Французский романтизм не имеет ни средневекового, ни религиозного оттенка. Когда он отрешался от действительности, то по времени уходил в эпоху Возрождения, а по пространству — в восточные и сказочные страны. Из всех драм Виктора Гюго только одна, «Бургграфы», разыгрывается в тринадцатом столетии; остальные же — «Кромвель», «Мария Тюдор», «Лукреция Борджиа», «Анджело», «Рюи Блаз», «Эрнани», «Марион Делорм», «Король забавляется» — в шестнадцатом и семнадцатом столетиях; из всех написанных им романов можно противопоставить роману «Собор Парижской богоматери», действительно разыгрывающемуся в средние века, все остальные, начиная с «Гана Исландца», разыгрывающегося на сказочном острове Тулэ, и кончая романами «Несчастные» и «1793 год», разыгрывающимися в каком-то совершенно фантастическом Париже или во время такой революции, какую себе представляют разве курители опиума. Склонность французского романтизма к эпохе Возрождения очень понятна. Это было время сильных страстей и больших преступлений, мраморных дворцов, шитых золотом платьев и опьяняющих пиров,— время, когда прекрасное господствовало над полезным и фантастическое — над разумным, когда даже злодеяние казалось прекрасным, потому что оно совершалось кинжалами из чеканной и дамасской стали, а яд подносился в кубках Бенвенуто Челлини.

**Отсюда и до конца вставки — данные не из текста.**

//! Linear-prediction codec for smoothly increasing arrays (m/z, retention time).
//!
//! Layout: `[8 byte BE scale][4 byte LE v0][4 byte LE v1][nibble stream]`,
//! where each nibble-encoded value is the residual of a scaled value against
//! the straight-line extrapolation of the two before it.

use super::fixed_point::{
    decode_fixed_point, encode_fixed_point, optimal_linear_fixed_point, HEADER_LEN,
};
use super::half_bytes::{NibbleCursor, NibblePacker};
use super::NumpressCodec;
use crate::errors::CodecError;

const FIRST_VALUE_END: usize = HEADER_LEN + 4;
const SECOND_VALUE_END: usize = HEADER_LEN + 8;

#[inline]
fn scale(value: f64, fixed_point: f64) -> i64 {
    (value * fixed_point + 0.5) as i64
}

pub fn encode_linear(data: &[f64]) -> Vec<u8> {
    encode_linear_with_fixed_point(data, optimal_linear_fixed_point(data))
}

pub fn encode_linear_with_fixed_point(data: &[f64], fixed_point: f64) -> Vec<u8> {
    let mut out = Vec::with_capacity(SECOND_VALUE_END + data.len() * 2);
    encode_fixed_point(fixed_point, &mut out);

    let (first, second) = match data {
        [] => return out,
        [only] => {
            out.extend_from_slice(&(scale(*only, fixed_point) as u32).to_le_bytes());
            return out;
        }
        [first, second, ..] => (scale(*first, fixed_point), scale(*second, fixed_point)),
    };
    out.extend_from_slice(&(first as u32).to_le_bytes());
    out.extend_from_slice(&(second as u32).to_le_bytes());

    let mut packer = NibblePacker::new(out);
    let (mut prev2, mut prev1) = (first, second);
    for value in &data[2..] {
        let current = scale(*value, fixed_point);
        let extrapolated = prev1 + (prev1 - prev2);
        packer.push_int((current - extrapolated) as i32);
        prev2 = prev1;
        prev1 = current;
    }
    packer.finish()
}

fn read_le_int(data: &[u8], start: usize) -> i64 {
    let bytes = [data[start], data[start + 1], data[start + 2], data[start + 3]];
    i32::from_le_bytes(bytes) as i64
}

fn truncated(length: usize, minimum: usize) -> CodecError {
    CodecError::TruncatedData {
        codec: NumpressCodec::Linear,
        length,
        minimum,
    }
}

/// Decodes a Linear buffer. A header-only buffer is an empty array.
pub fn decode_linear(data: &[u8]) -> Result<Vec<f64>, CodecError> {
    let fixed_point = decode_fixed_point(data).ok_or(truncated(data.len(), HEADER_LEN))?;

    match data.len() {
        HEADER_LEN => return Ok(Vec::new()),
        len if len < FIRST_VALUE_END => return Err(truncated(len, FIRST_VALUE_END)),
        FIRST_VALUE_END => {
            return Ok(vec![read_le_int(data, HEADER_LEN) as f64 / fixed_point]);
        }
        len if len < SECOND_VALUE_END => return Err(truncated(len, SECOND_VALUE_END)),
        _ => {}
    }

    let mut prev2 = read_le_int(data, HEADER_LEN);
    let mut prev1 = read_le_int(data, FIRST_VALUE_END);
    let mut out = Vec::with_capacity(2 + (data.len() - SECOND_VALUE_END) * 2);
    out.push(prev2 as f64 / fixed_point);
    out.push(prev1 as f64 / fixed_point);

    let mut cursor = NibbleCursor::new(data, SECOND_VALUE_END, NumpressCodec::Linear);
    while !cursor.is_exhausted() {
        let diff = cursor.decode_int()? as i64;
        let extrapolated = prev1 + (prev1 - prev2);
        let current = extrapolated + diff;
        out.push(current as f64 / fixed_point);
        prev2 = prev1;
        prev1 = current;
    }
    Ok(out)
}
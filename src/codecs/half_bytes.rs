//! Half-byte (nibble) integer encoding shared by the Linear and Pic codecs.
//!
//! An integer is written as a run-length nibble followed by the nibbles
//! that carry information, least significant first. Leading `0x0` nibbles
//! are counted by a head of `0..=8`, leading `0xf` nibbles by `8 + count`.
//! Streams are packed two nibbles per byte, high nibble first; an odd
//! trailing nibble leaves the low half of the last byte as `0x0`.

use crate::codecs::NumpressCodec;
use crate::errors::CodecError;

const TOP_NIBBLE_MASK: u32 = 0xf000_0000;

/// Appends the nibbles (1 to 9 of them) encoding `x` to `out`.
///
/// ```
/// use chromextract::codecs::half_bytes::encode_int;
///
/// let mut nibbles = Vec::new();
/// encode_int(23, &mut nibbles);
/// assert_eq!(nibbles, vec![6, 7, 1]);
/// ```
pub fn encode_int(x: i32, out: &mut Vec<u8>) {
    let bits = x as u32;
    let init = bits & TOP_NIBBLE_MASK;

    if init == 0 {
        let leading = (0..8)
            .find(|i| bits & (TOP_NIBBLE_MASK >> (4 * i)) != 0)
            .unwrap_or(8);
        out.push(leading as u8);
        push_low_nibbles(bits, 8 - leading, out);
    } else if init == TOP_NIBBLE_MASK {
        let leading = (0..8)
            .find(|i| {
                let m = TOP_NIBBLE_MASK >> (4 * i);
                bits & m != m
            })
            .unwrap_or(7);
        out.push(leading as u8 + 8);
        push_low_nibbles(bits, 8 - leading, out);
    } else {
        out.push(0);
        push_low_nibbles(bits, 8, out);
    }
}

fn push_low_nibbles(bits: u32, count: u32, out: &mut Vec<u8>) {
    for i in 0..count {
        out.push(((bits >> (4 * i)) & 0xf) as u8);
    }
}

/// Packs a nibble stream into bytes, high nibble first.
#[derive(Debug, Default)]
pub struct NibblePacker {
    bytes: Vec<u8>,
    scratch: Vec<u8>,
    pending: Option<u8>,
}

impl NibblePacker {
    pub fn new(bytes: Vec<u8>) -> Self {
        Self {
            bytes,
            scratch: Vec::with_capacity(9),
            pending: None,
        }
    }

    pub fn push_int(&mut self, x: i32) {
        self.scratch.clear();
        encode_int(x, &mut self.scratch);
        for i in 0..self.scratch.len() {
            let nibble = self.scratch[i];
            self.push_nibble(nibble);
        }
    }

    fn push_nibble(&mut self, nibble: u8) {
        match self.pending.take() {
            Some(high) => self.bytes.push((high << 4) | (nibble & 0xf)),
            None => self.pending = Some(nibble & 0xf),
        }
    }

    /// Flushes a dangling nibble as the high half of a final byte.
    pub fn finish(mut self) -> Vec<u8> {
        if let Some(high) = self.pending.take() {
            self.bytes.push(high << 4);
        }
        self.bytes
    }
}

/// Reads nibbles from a byte slice, tracking a byte position and a half flag.
#[derive(Debug, Clone)]
pub struct NibbleCursor<'a> {
    data: &'a [u8],
    pos: usize,
    half: bool,
    codec: NumpressCodec,
}

impl<'a> NibbleCursor<'a> {
    pub fn new(data: &'a [u8], start: usize, codec: NumpressCodec) -> Self {
        Self {
            data,
            pos: start,
            half: false,
            codec,
        }
    }

    /// True once the remaining input holds no further encoded integer.
    ///
    /// A lone low nibble in the last byte is padding unless it is `0x8`,
    /// which is a complete encoding of zero.
    pub fn is_exhausted(&self) -> bool {
        if self.pos >= self.data.len() {
            return true;
        }
        self.pos == self.data.len() - 1 && self.half && (self.data[self.pos] & 0xf) != 0x8
    }

    fn next_nibble(&mut self) -> Result<u8, CodecError> {
        let byte = *self.data.get(self.pos).ok_or(CodecError::TruncatedData {
            codec: self.codec,
            length: self.data.len(),
            minimum: self.pos + 1,
        })?;
        let nibble = if self.half {
            self.pos += 1;
            byte & 0xf
        } else {
            byte >> 4
        };
        self.half = !self.half;
        Ok(nibble)
    }

    /// Decodes the next integer. Running out of input mid-value is an error.
    pub fn decode_int(&mut self) -> Result<i32, CodecError> {
        let head = self.next_nibble()?;
        let mut res: u32 = 0;
        let explicit_from = if head <= 8 {
            head as u32
        } else {
            let n = (head - 8) as u32;
            for i in 0..n {
                res |= TOP_NIBBLE_MASK >> (4 * i);
            }
            n
        };

        if explicit_from == 8 {
            return Ok(res as i32);
        }

        for i in explicit_from..8 {
            let nibble = self.next_nibble()? as u32;
            res |= nibble << ((i - explicit_from) * 4);
        }
        Ok(res as i32)
    }
}

#[cfg(test)]
mod tests {
    use super::*;

    fn nibbles_of(x: i32) -> Vec<u8> {
        let mut out = Vec::new();
        encode_int(x, &mut out);
        out
    }

    fn decode_single(bytes: &[u8]) -> i32 {
        let mut cursor = NibbleCursor::new(bytes, 0, NumpressCodec::Pic);
        cursor.decode_int().unwrap()
    }

    #[test]
    fn test_encode_int_known_patterns() {
        assert_eq!(nibbles_of(0), vec![8]);
        assert_eq!(nibbles_of(-1), vec![0xf, 0xf]);
        assert_eq!(nibbles_of(23), vec![6, 7, 1]);
        assert_eq!(nibbles_of(-2), vec![0xf, 0xe]);
        assert_eq!(nibbles_of(-256), vec![0xe, 0, 0]);
        assert_eq!(nibbles_of(i32::MIN), vec![0, 0, 0, 0, 0, 0, 0, 0, 8]);
        assert_eq!(nibbles_of(0x0fff_ffff).len(), 8);
        assert_eq!(nibbles_of(0x0fff_ffff)[0], 1);
    }

    #[test]
    fn test_int_round_trip_all_branches() {
        let values = [
            0,
            1,
            7,
            8,
            15,
            16,
            23,
            255,
            4096,
            0x00ff_ffff,
            0x0fff_ffff,
            0x1000_0000,
            0x7fff_ffff,
            i32::MAX,
            -1,
            -2,
            -15,
            -16,
            -17,
            -256,
            -65536,
            -0x0fff_ffff,
            -0x1000_0000,
            i32::MIN,
            i32::MIN + 1,
            0x5a5a_5a5a,
            -0x5a5a_5a5a,
        ];
        for x in values {
            let mut packer = NibblePacker::new(Vec::new());
            packer.push_int(x);
            let bytes = packer.finish();
            assert_eq!(decode_single(&bytes), x, "round trip failed for {}", x);
        }
    }

    #[test]
    fn test_packer_pads_odd_nibble_count() {
        let mut packer = NibblePacker::new(Vec::new());
        packer.push_int(0);
        packer.push_int(23);
        // [8, 6, 7, 1] -> 0x86, 0x71
        assert_eq!(packer.finish(), vec![0x86, 0x71]);

        let mut packer = NibblePacker::new(Vec::new());
        packer.push_int(23);
        // [6, 7, 1] -> 0x67, 0x10
        assert_eq!(packer.finish(), vec![0x67, 0x10]);
    }

    #[test]
    fn test_cursor_stops_at_padding() {
        let bytes = [0x67, 0x10];
        let mut cursor = NibbleCursor::new(&bytes, 0, NumpressCodec::Pic);
        assert_eq!(cursor.decode_int().unwrap(), 23);
        assert!(cursor.is_exhausted());
    }

    #[test]
    fn test_cursor_reads_trailing_zero_nibble() {
        // [6, 7, 1, 8] encodes 23 followed by 0, the final low nibble is data.
        let bytes = [0x67, 0x18];
        let mut cursor = NibbleCursor::new(&bytes, 0, NumpressCodec::Pic);
        assert_eq!(cursor.decode_int().unwrap(), 23);
        assert!(!cursor.is_exhausted());
        assert_eq!(cursor.decode_int().unwrap(), 0);
        assert!(cursor.is_exhausted());
    }

    #[test]
    fn test_cursor_truncated_mid_value() {
        // Head nibble 0 promises eight more nibbles.
        let bytes = [0x01, 0x23];
        let mut cursor = NibbleCursor::new(&bytes, 0, NumpressCodec::Linear);
        let err = cursor.decode_int().unwrap_err();
        assert!(matches!(
            err,
            CodecError::TruncatedData {
                codec: NumpressCodec::Linear,
                length: 2,
                ..
            }
        ));
    }
}
//! Chromatogram output: numpress-encoded group records serialized to a writer.

use std::io::Write;

use rayon::prelude::*;
use serde::{Deserialize, Serialize};
use tracing::{debug, info};

use crate::codecs::NumpressCodec;
use crate::errors::{ChromextractError, CodecError, Result};
use crate::models::aggregators::ChromatogramGroupPoints;
use crate::models::request::{ChromExtractor, ChromSource, ChromatogramGroup};
use crate::traits::chromatogram_sink::ChromatogramSink;

#[derive(Debug, Default, Clone, Copy, PartialEq, Eq, PartialOrd, Ord)]
#[cfg_attr(feature = "clap", derive(clap::ValueEnum))]
pub enum SerializationFormat {
    Json,
    #[default]
    PrettyJson,
    Ndjson,
    #[cfg_attr(feature = "clap", value(name = "msgpack"))]
    MessagePack,
}

#[derive(Debug, Clone, PartialEq, Serialize, Deserialize)]
pub struct EncodedArray {
    #[serde(rename = "accession")]
    pub codec: NumpressCodec,
    pub data: Vec<u8>,
}

impl EncodedArray {
    pub fn encode(codec: NumpressCodec, values: &[f64]) -> Self {
        Self {
            codec,
            data: codec.encode(values),
        }
    }

    pub fn decode(&self) -> std::result::Result<Vec<f64>, CodecError> {
        self.codec.decode(&self.data)
    }
}

#[derive(Debug, Clone, PartialEq, Serialize, Deserialize)]
pub struct EncodedTransition {
    pub product_mz: f64,
    /// Absent for the precursor trace of a group without transitions.
    pub mz_window: Option<f64>,
    pub intensities: EncodedArray,
    pub mass_errors: Option<Vec<f32>>,
}

#[derive(Debug, Clone, PartialEq, Serialize, Deserialize)]
pub struct EncodedChromatogramGroup {
    pub group_index: usize,
    pub precursor_mz: f64,
    pub modified_sequence: Option<String>,
    pub extractor: ChromExtractor,
    pub source: ChromSource,
    #[serde(default)]
    pub drift_time: Option<f64>,
    #[serde(default)]
    pub drift_time_window: Option<f64>,
    pub num_points: usize,
    pub retention_times: EncodedArray,
    pub scan_indices: EncodedArray,
    pub transitions: Vec<EncodedTransition>,
}

impl EncodedChromatogramGroup {
    /// Retention times are linear-encoded, scan indices pic-encoded and
    /// intensities slof-encoded. Mass errors stay raw.
    pub fn new(group: &ChromatogramGroup, points: &ChromatogramGroupPoints) -> Self {
        let transitions = (0..points.num_transitions)
            .map(|t| {
                let (product_mz, mz_window) = match group.transitions.get(t) {
                    Some(transition) => (transition.product_mz, Some(transition.mz_window)),
                    None => (group.precursor_mz, None),
                };
                EncodedTransition {
                    product_mz,
                    mz_window,
                    intensities: EncodedArray::encode(NumpressCodec::Slof, &points.intensities(t)),
                    mass_errors: points.mass_errors(t),
                }
            })
            .collect();

        Self {
            group_index: points.group_index,
            precursor_mz: group.precursor_mz,
            modified_sequence: group.modified_sequence.clone(),
            extractor: group.extractor,
            source: group.source,
            drift_time: group.drift_time,
            drift_time_window: group.drift_time_window,
            num_points: points.len(),
            retention_times: EncodedArray::encode(
                NumpressCodec::Linear,
                &points.retention_times(),
            ),
            scan_indices: EncodedArray::encode(NumpressCodec::Pic, &points.scan_indices()),
            transitions,
        }
    }
}

/// Buffers finished groups and writes them all on [`ChromatogramSink::finish`].
pub struct SerializingChromatogramWriter<W: Write> {
    out: W,
    format: SerializationFormat,
    pending: Vec<(ChromatogramGroup, ChromatogramGroupPoints)>,
    written: bool,
}

impl<W: Write> SerializingChromatogramWriter<W> {
    pub fn new(out: W, format: SerializationFormat) -> Self {
        Self {
            out,
            format,
            pending: Vec::new(),
            written: false,
        }
    }

    pub fn into_inner(self) -> W {
        self.out
    }

    fn write_all(&mut self, groups: &[EncodedChromatogramGroup]) -> Result<()> {
        match self.format {
            SerializationFormat::Json => serde_json::to_writer(&mut self.out, groups)?,
            SerializationFormat::PrettyJson => serde_json::to_writer_pretty(&mut self.out, groups)?,
            SerializationFormat::Ndjson => {
                for group in groups {
                    serde_json::to_writer(&mut self.out, group)?;
                    self.out.write_all(b"\n")?;
                }
            }
            SerializationFormat::MessagePack => {
                rmp_serde::encode::write_named(&mut self.out, groups)?
            }
        }
        self.out.flush()?;
        Ok(())
    }
}

impl<W: Write> ChromatogramSink for SerializingChromatogramWriter<W> {
    fn write_group(
        &mut self,
        group: &ChromatogramGroup,
        points: ChromatogramGroupPoints,
    ) -> Result<()> {
        if self.written {
            return Err(ChromextractError::InvalidState {
                expected: "open",
                found: "written",
            });
        }
        self.pending.push((group.clone(), points));
        Ok(())
    }

    fn finish(&mut self) -> Result<()> {
        if self.written {
            return Err(ChromextractError::InvalidState {
                expected: "open",
                found: "written",
            });
        }
        let pending = std::mem::take(&mut self.pending);
        let encoded: Vec<EncodedChromatogramGroup> = pending
            .par_iter()
            .map(|(group, points)| EncodedChromatogramGroup::new(group, points))
            .collect();
        debug!("Encoded {} chromatogram groups", encoded.len());

        self.write_all(&encoded)?;
        self.written = true;
        info!("Wrote {} chromatogram groups as {:?}", encoded.len(), self.format);
        Ok(())
    }
}

/// Keeps finished groups in memory.
#[derive(Debug, Default)]
pub struct MemoryChromatogramSink {
    pub groups: Vec<(ChromatogramGroup, ChromatogramGroupPoints)>,
    pub finished: bool,
}

impl ChromatogramSink for MemoryChromatogramSink {
    fn write_group(
        &mut self,
        group: &ChromatogramGroup,
        points: ChromatogramGroupPoints,
    ) -> Result<()> {
        self.groups.push((group.clone(), points));
        Ok(())
    }

    fn finish(&mut self) -> Result<()> {
        self.finished = true;
        Ok(())
    }
}
/// A trait that defines how to aggregate items.
///
/// The `Item` type is the type of the item that is being aggregated.
/// The `Output` type is the type of the output of the aggregation.
///
/// The `add` method takes an item of type `Item` OR a type that
/// implements `Into<Item>`.
///
/// The `finalize` method returns the output of the aggregation.
pub trait Aggregator: Send + Sync {
    type Item: Send + Sync + Clone;
    type Output: Send + Sync;

    fn add(&mut self, item: impl Into<Self::Item>);
    fn finalize(self) -> Self::Output;
}
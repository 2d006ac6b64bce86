use crate::errors::Result;
use crate::models::aggregators::ChromatogramGroupPoints;
use crate::models::request::ChromatogramGroup;

/// Receives finished chromatogram groups, in request order.
pub trait ChromatogramSink {
    fn write_group(
        &mut self,
        group: &ChromatogramGroup,
        points: ChromatogramGroupPoints,
    ) -> Result<()>;

    /// Called once after the last group.
    fn finish(&mut self) -> Result<()> {
        Ok(())
    }
}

Французские романтики пользовались вымыслом при изображении места действия и костюмов главным образом для того, чтобы придать хотя бы некоторую вероятность своим фантастическим, подчас просто чудовищным героям, без которых французский читатель, еще не потерпевший позора неслыханного поражения, обойтись не мог. Таким образом, мы в героях Виктора Гюго, Александра Дюма, Теофиля Готье, Альфреда Мюссе знакомимся с французским идеалом мужчины и женщины. Фаустовские размышления и гамлетовские монологи им не по нутру. Они без умолку болтают, так и сыплют блестящими остротами и каламбурами, дерутся в одиночку против десяти, любят, как Геркулес в феспийскую ночь, словом, вся их жизнь проходит в беспрерывной борьбе, в порывах сладострастия, в опьянении и блеске. Это своего рода мания величия с гладиаторскими, донжуанскими и монтекристовскими представлениями, безумная растрата физических сил, веселья, золота. Герои французских романтиков, конечно, должны носить какие-нибудь особенные камзолы или испанские плащи и говорить на непонятном языке, потому что современные куцые пиджаки не могут вместить всю эту полноту мускулов, а парижский салонный разговор не допускает откровенностей людей, живущих душа нараспашку.

В Англии романтизм постигла как раз обратная участь. Французы заимствовали из немецкого романтизма главным образом, даже исключительно, его отрешенность от действительности и преобладание страсти; англичане столь же исключительно усвоили себе его католико-мистические элементы. Для них средние века имели необычайную прелесть только потому, что это было время детски слепой игры, наслаждения святой простотой и общения с небесными силами.

Торговля, промышленность, культура нигде не достигли такого процветания, как в Англии. Нигде люди не работали с таким напряжением, нигде не жили они в таких искусственных условиях, как там. Поэтому состояние вырождения и истощения, наблюдаемое ныне повсеместно во всех цивилизованных странах, должно было проявиться в Англии раньше, чем в других странах. И действительно, уже в тридцатых и сороковых годах оно приняло там широкие размеры. Но этого рода впечатлительность должна была, вследствие особенностей английского духа, неизбежно принять религиозную окраску.